Non-governmental organization

ELSHAM (abbreviation of Lembaga Studi dan Advokasi Hak Asasi Manusia, meaning Institute of Human Rights Studies and Advocacy) is a human rights non-governmental organization based in Jayapura, Papua, Indonesia. ELSHAM is the leading Papuan human rights organization. It was established in 1996 by the Roman Catholic Church, the Jayapura diocese of the Evangelical Christian Church in West Papua (GKI), and the Gospel Tabernacle Church of Indonesia (GKII).

ELSHAM leader John Rumbiak fled to the United States in 2002 following threats by the Indonesian police.

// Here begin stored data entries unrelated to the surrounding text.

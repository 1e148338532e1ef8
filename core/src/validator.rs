//! Command validation.
//!
//! Every decrypted command is checked against the leaf it targets, in a
//! fixed order: state index, signature, nonce, vote option range, credit
//! budget. The first failing check decides the reject reason. Rejection is
//! routine, never an error; invalid commands simply leave the state
//! untouched.

use std::fmt;

use serde::{Deserialize, Serialize};
use sotto_curve::PointOps;
use sotto_domain::{Command, PubKey, Signature};
use sotto_hash::FieldHash;

/// Why a command was rejected.
#[derive(Clone, Copy, Debug, PartialEq, Eq, Serialize, Deserialize)]
pub enum RejectReason {
    /// Targets leaf zero or a leaf never assigned to a participant
    UnknownStateIndex,
    /// Signature does not verify against the key stored in the leaf
    InvalidSignature,
    /// Nonce is not exactly one above the leaf nonce
    NonceMismatch { expected: u64, got: u64 },
    /// Vote option index at or beyond the configured maximum
    OptionOutOfRange { index: u64, max: u64 },
    /// Quadratic charge exceeds the remaining balance
    InsufficientCredits { required: u128, available: u64 },
    /// Ciphertext did not decrypt to a well-formed command
    Malformed,
}

impl RejectReason {
    /// Stable snake_case label used in audit exports
    pub fn label(&self) -> &'static str {
        match self {
            RejectReason::UnknownStateIndex => "unknown_state_index",
            RejectReason::InvalidSignature => "invalid_signature",
            RejectReason::NonceMismatch { .. } => "nonce_mismatch",
            RejectReason::OptionOutOfRange { .. } => "option_out_of_range",
            RejectReason::InsufficientCredits { .. } => "insufficient_credits",
            RejectReason::Malformed => "malformed",
        }
    }
}

impl fmt::Display for RejectReason {
    fn fmt(&self, f: &mut fmt::Formatter<'_>) -> fmt::Result {
        match self {
            RejectReason::UnknownStateIndex => write!(f, "unknown state index"),
            RejectReason::InvalidSignature => write!(f, "invalid signature"),
            RejectReason::NonceMismatch { expected, got } => {
                write!(f, "nonce mismatch (expected {expected}, got {got})")
            }
            RejectReason::OptionOutOfRange { index, max } => {
                write!(f, "vote option {index} out of range (max {max})")
            }
            RejectReason::InsufficientCredits { required, available } => {
                write!(
                    f,
                    "insufficient voice credits (need {required}, have {available})"
                )
            }
            RejectReason::Malformed => write!(f, "malformed message"),
        }
    }
}

/// Outcome of validating one command.
#[derive(Clone, Copy, Debug, PartialEq, Eq)]
pub enum Decision {
    /// Command is valid; `new_balance` is the leaf balance after settlement
    Accept { new_balance: u64 },
    Reject(RejectReason),
}

impl Decision {
    pub fn is_accept(&self) -> bool {
        matches!(self, Decision::Accept { .. })
    }

    /// Stable snake_case label used in audit exports
    pub fn label(&self) -> &'static str {
        match self {
            Decision::Accept { .. } => "accepted",
            Decision::Reject(reason) => reason.label(),
        }
    }
}

/// Everything validation needs to know about the targeted leaf.
#[derive(Clone, Copy, Debug)]
pub struct LeafContext {
    /// Key the command must be signed with
    pub pub_key: PubKey,
    /// Last accepted nonce
    pub nonce: u64,
    /// Remaining voice credits
    pub voice_credit_balance: u64,
    /// Weight currently recorded for the command's vote option
    pub prev_weight: u64,
}

/// Validates commands against leaf state under fixed election parameters.
#[derive(Clone, Copy, Debug)]
pub struct CommandValidator {
    max_vote_options: u64,
    num_signups: u64,
}

impl CommandValidator {
    pub fn new(max_vote_options: u64, num_signups: u64) -> Self {
        Self {
            max_vote_options,
            num_signups,
        }
    }

    /// Participants occupy leaves `1..=num_signups`; leaf zero is reserved.
    pub fn check_state_index(&self, state_index: u64) -> Option<RejectReason> {
        if state_index == 0 || state_index > self.num_signups {
            Some(RejectReason::UnknownStateIndex)
        } else {
            None
        }
    }

    /// Run the full check ladder for one command.
    ///
    /// `leaf` must describe the leaf at `command.state_index`; callers
    /// resolve the index with [`check_state_index`](Self::check_state_index)
    /// first, but the index is re-checked here so a bad call cannot slip an
    /// out-of-range command through.
    pub fn validate<C: PointOps, H: FieldHash>(
        &self,
        curve: &C,
        hasher: &H,
        leaf: &LeafContext,
        command: &Command,
        signature: &Signature,
    ) -> Decision {
        if let Some(reason) = self.check_state_index(command.state_index) {
            return Decision::Reject(reason);
        }

        if !command.verify(curve, hasher, &leaf.pub_key, signature) {
            return Decision::Reject(RejectReason::InvalidSignature);
        }

        let expected = leaf.nonce + 1;
        if command.nonce != expected {
            return Decision::Reject(RejectReason::NonceMismatch {
                expected,
                got: command.nonce,
            });
        }

        if command.vote_option_index >= self.max_vote_options {
            return Decision::Reject(RejectReason::OptionOutOfRange {
                index: command.vote_option_index,
                max: self.max_vote_options,
            });
        }

        match settle_credits(
            leaf.voice_credit_balance,
            leaf.prev_weight,
            command.new_vote_weight,
        ) {
            Some(new_balance) => Decision::Accept { new_balance },
            None => Decision::Reject(RejectReason::InsufficientCredits {
                required: quadratic_cost(command.new_vote_weight)
                    - quadratic_cost(leaf.prev_weight),
                available: leaf.voice_credit_balance,
            }),
        }
    }
}

/// Credits consumed by a vote of the given weight
pub fn quadratic_cost(weight: u64) -> u128 {
    (weight as u128) * (weight as u128)
}

/// Settle the quadratic charge for moving a vote from `prev_weight` to
/// `new_weight`.
///
/// Returns the post-command balance, or `None` when the balance cannot
/// cover the charge. A shrinking weight refunds the difference; `prev_weight`
/// was paid out of this same balance earlier, so the refunded sum still fits
/// in a `u64`.
pub fn settle_credits(balance: u64, prev_weight: u64, new_weight: u64) -> Option<u64> {
    let prev_cost = quadratic_cost(prev_weight);
    let new_cost = quadratic_cost(new_weight);

    if new_cost >= prev_cost {
        let charge = new_cost - prev_cost;
        if charge > balance as u128 {
            return None;
        }
        Some(balance - charge as u64)
    } else {
        Some(balance + (prev_cost - new_cost) as u64)
    }
}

In June 2003 the Indonesian Military Commander, Maj. Gen. Nurdin Zainal, issued orders for the arrest of:
1. John Rumbiak, Supervisor of ELSHAM
2. Yohanis G. Bonay, Director of ELSHAM
3. Koran Tempo, a Jakarta-based daily
4. the editor of Koran Tempo
5. Suara Karya, a Jakarta-based daily
6. the editor of Suara Karya
upon charges of publishing a story about TNI (Indonesian military) troops ambushing a bus. The incident in question occurred August 31, 2002 when a bus carrying employees and family from the Freeport International school was attacked. Three teachers (including two Americans) were killed, 14 others were injured. Local statements and FBI investigations in 2003 attempted to tie the shooting to Papuan rebels, but the connection was unsupported by evidence.